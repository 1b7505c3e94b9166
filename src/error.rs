// SPDX-License-Identifier: MPL-2.0
use crate::application::port::HostError;
use std::fmt;

#[derive(Debug, Clone, PartialEq)]
pub enum Error {
    Io(String),
    Config(String),
    /// The caller supplied a gallery without a single image.
    EmptyGallery,
    /// A selection target that does not belong to this gallery.
    UnknownImage,
    Host(HostError),
}

impl fmt::Display for Error {
    fn fmt(&self, f: &mut fmt::Formatter<'_>) -> fmt::Result {
        match self {
            Error::Io(e) => write!(f, "I/O Error: {}", e),
            Error::Config(e) => write!(f, "Config Error: {}", e),
            Error::EmptyGallery => write!(f, "Gallery Error: the image collection is empty"),
            Error::UnknownImage => write!(f, "Gallery Error: image is not part of this gallery"),
            Error::Host(e) => write!(f, "Host Error: {}", e),
        }
    }
}

impl std::error::Error for Error {}

impl From<HostError> for Error {
    fn from(err: HostError) -> Self {
        Error::Host(err)
    }
}

impl From<std::io::Error> for Error {
    fn from(err: std::io::Error) -> Self {
        Error::Io(err.to_string())
    }
}

impl From<toml::de::Error> for Error {
    fn from(err: toml::de::Error) -> Self {
        Error::Config(err.to_string())
    }
}

impl From<toml::ser::Error> for Error {
    fn from(err: toml::ser::Error) -> Self {
        Error::Config(err.to_string())
    }
}

pub type Result<T> = std::result::Result<T, Error>;

#[cfg(test)]
mod tests {
    use super::*;

    #[test]
    fn display_formats_io_error() {
        let err = Error::Io("disk failure".to_string());
        assert_eq!(format!("{}", err), "I/O Error: disk failure");
    }

    #[test]
    fn from_io_error_produces_io_variant() {
        let io_error = std::io::Error::other("boom");
        let err: Error = io_error.into();
        match err {
            Error::Io(message) => assert!(message.contains("boom")),
            _ => panic!("expected Io variant"),
        }
    }

    #[test]
    fn config_error_formats_properly() {
        let err = Error::Config("bad field".into());
        assert_eq!(format!("{}", err), "Config Error: bad field");
    }

    #[test]
    fn empty_gallery_mentions_collection() {
        assert!(format!("{}", Error::EmptyGallery).contains("empty"));
    }

    #[test]
    fn host_error_converts_into_host_variant() {
        let err: Error = HostError::SurfaceUnavailable.into();
        assert!(matches!(err, Error::Host(HostError::SurfaceUnavailable)));
    }

    #[test]
    fn toml_parse_error_becomes_config_error() {
        let parsed: std::result::Result<toml::Table, _> = toml::from_str("not = valid = toml");
        let err: Error = parsed.expect_err("invalid toml").into();
        assert!(matches!(err, Error::Config(_)));
    }
}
+ + + +
EXERCISE:
All the lines that hold the word "failure" must appear in the answer, copied from the records.

RESPONSE:
        let err = Error::Io("disk failure".to_string());
        assert_eq!(format!("{}", err), "I/O Error: disk failure");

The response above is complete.